What needs to be done:
Starting with the first line below, reproduce each line exactly until you have included the one bearing "request at once.".

Records provided:
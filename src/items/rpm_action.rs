// src/items/rpm_action.rs

//! Package install and removal through the build appliance's installer
//!
//! All `rpm_action` items of one phase are batched into a single installer
//! invocation, so dependency resolution sees the whole request at once.
//! Package semantics belong to the installer; this module only drives it.

use super::{PhaseBuilder, PhaseOrder};
use crate::config::LayerOpts;
use crate::error::{Error, Result, ResultExt};
use crate::subvol::appliance::TARGET_MOUNT;
use crate::subvol::{BuildAppliance, Subvolume};
use serde::{Deserialize, Serialize};
use tracing::info;

#[derive(Debug, Clone, Copy, PartialEq, Eq, Hash, Serialize, Deserialize)]
#[serde(rename_all = "snake_case")]
pub enum RpmAction {
    Install,
    Remove,
}

impl RpmAction {
    /// Removals run before generic mutations, installs after
    pub fn phase(self) -> PhaseOrder {
        match self {
            Self::Install => PhaseOrder::RpmInstall,
            Self::Remove => PhaseOrder::RpmRemove,
        }
    }

    fn subcommand(self) -> &'static str {
        match self {
            Self::Install => "install",
            Self::Remove => "remove-n",
        }
    }
}

#[derive(Debug, Clone, PartialEq, Eq, Serialize, Deserialize)]
pub struct RpmActionItem {
    pub from_target: String,
    pub name: String,
    pub action: RpmAction,
}

impl RpmActionItem {
    pub fn new(from_target: impl Into<String>, name: impl Into<String>, action: RpmAction) -> Self {
        Self {
            from_target: from_target.into(),
            name: name.into(),
            action,
        }
    }

    pub fn phase(&self) -> PhaseOrder {
        self.action.phase()
    }

    pub fn validate(&self) -> Result<()> {
        if self.name.is_empty() || self.name.starts_with('-') || self.name.contains(char::is_whitespace) {
            return Err(Error::InvalidItem(format!("'{}' is not a package name", self.name)));
        }
        Ok(())
    }
}

pub(super) fn get_phase_builder(
    phase: PhaseOrder,
    items: Vec<RpmActionItem>,
    opts: &LayerOpts,
) -> Result<PhaseBuilder<'_>> {
    let provenance = joined_provenance(&items);
    let action = match phase {
        PhaseOrder::RpmInstall => RpmAction::Install,
        PhaseOrder::RpmRemove => RpmAction::Remove,
        other => {
            return Err(Error::InvalidItem(format!("{} is not a package phase", other)))
                .with_provenance(&provenance, other);
        }
    };
    let Some(appliance_root) = opts.build_appliance.as_ref() else {
        return Err(Error::InvalidItem(
            "rpm_action items need a build_appliance".to_string(),
        ))
        .with_provenance(&provenance, phase);
    };

    let mut names: Vec<String> = Vec::new();
    for item in &items {
        if !names.contains(&item.name) {
            names.push(item.name.clone());
        }
    }

    Ok(Box::new(move |subvol: &Subvolume| {
        if names.is_empty() {
            return Ok(());
        }
        info!("{} {} package(s): {}", action.subcommand(), names.len(), names.join(" "));
        let ba = BuildAppliance::new(subvol, appliance_root);
        let mut argv = vec![
            opts.rpm_installer.clone(),
            format!("--installroot={}", TARGET_MOUNT),
            "--assumeyes".to_string(),
            action.subcommand().to_string(),
        ];
        argv.extend(names.iter().cloned());
        ba.run(argv, &[]).map(|_| ()).with_provenance(&provenance, phase)
    }))
}

fn joined_provenance(items: &[RpmActionItem]) -> String {
    let mut seen: Vec<&str> = Vec::new();
    for item in items {
        if !seen.contains(&item.from_target.as_str()) {
            seen.push(&item.from_target);
        }
    }
    seen.join(", ")
}

#[cfg(test)]
mod tests {
    use super::*;
    use crate::exec::RecordingExecutor;
    use std::sync::Arc;

    fn rpm(target: &str, name: &str, action: RpmAction) -> RpmActionItem {
        RpmActionItem::new(target, name, action)
    }

    #[test]
    fn test_action_decides_phase() {
        assert_eq!(rpm("t", "a", RpmAction::Install).phase(), PhaseOrder::RpmInstall);
        assert_eq!(rpm("t", "a", RpmAction::Remove).phase(), PhaseOrder::RpmRemove);
    }

    #[test]
    fn test_batched_install_in_appliance() {
        let opts = LayerOpts::new("//web").with_build_appliance("/vol/ba");
        let exec = Arc::new(RecordingExecutor::new());
        let sv = Subvolume::new("/vol/img", exec.clone());

        let items = vec![
            rpm("//web", "nginx", RpmAction::Install),
            rpm("//web", "curl", RpmAction::Install),
            rpm("//other", "nginx", RpmAction::Install),
        ];
        get_phase_builder(PhaseOrder::RpmInstall, items, &opts).unwrap()(&sv).unwrap();

        let argvs = exec.argvs();
        assert_eq!(argvs.len(), 1);
        let argv = &argvs[0];
        assert!(argv.contains(&"--directory=/vol/ba".to_string()));
        assert!(argv.ends_with(&[
            "dnf".to_string(),
            "--installroot=/__strata_target__".to_string(),
            "--assumeyes".to_string(),
            "install".to_string(),
            "nginx".to_string(),
            "curl".to_string(),
        ]));
    }

    #[test]
    fn test_remove_uses_remove_n() {
        let opts = LayerOpts::new("//web").with_build_appliance("/vol/ba");
        let exec = Arc::new(RecordingExecutor::new());
        let sv = Subvolume::new("/vol/img", exec.clone());
        get_phase_builder(PhaseOrder::RpmRemove, vec![rpm("//web", "sendmail", RpmAction::Remove)], &opts)
            .unwrap()(&sv)
        .unwrap();
        assert!(exec.rendered()[0].ends_with("--assumeyes remove-n sendmail"));
    }

    #[test]
    fn test_requires_appliance() {
        let opts = LayerOpts::new("//web");
        let err = get_phase_builder(PhaseOrder::RpmInstall, vec![rpm("//web", "x", RpmAction::Install)], &opts)
            .err()
            .unwrap();
        assert!(err.to_string().starts_with("//web: RpmInstall phase failed"));
        assert!(matches!(err.root_cause(), Error::InvalidItem(_)));
    }

    #[test]
    fn test_installer_failure_attributed_to_all_declarers() {
        let opts = LayerOpts::new("//web").with_build_appliance("/vol/ba");
        let exec = Arc::new(RecordingExecutor::new());
        exec.fail_when("--assumeyes", 1, "No match for argument: nope");
        let sv = Subvolume::new("/vol/img", exec);
        let items = vec![rpm("//a", "nope", RpmAction::Install), rpm("//b", "ok", RpmAction::Install)];

        let err = get_phase_builder(PhaseOrder::RpmInstall, items, &opts).unwrap()(&sv).unwrap_err();
        assert!(err.to_string().starts_with("//a, //b: RpmInstall phase failed"));
        assert_eq!(err.exit_code(), Some(1));
    }

    #[test]
    fn test_validate_names() {
        assert!(rpm("t", "glibc-devel", RpmAction::Install).validate().is_ok());
        assert!(rpm("t", "", RpmAction::Install).validate().is_err());
        assert!(rpm("t", "--nogpgcheck", RpmAction::Install).validate().is_err());
        assert!(rpm("t", "a b", RpmAction::Install).validate().is_err());
    }
}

Exercise solution:
filename src/items/rpm_action.rs
// src/items/rpm_action.rs

//! Package install and removal through the build appliance's installer
//!
//! All `rpm_action` items of one phase are batched into a single installer
//! invocation, so dependency resolution sees the whole request at once.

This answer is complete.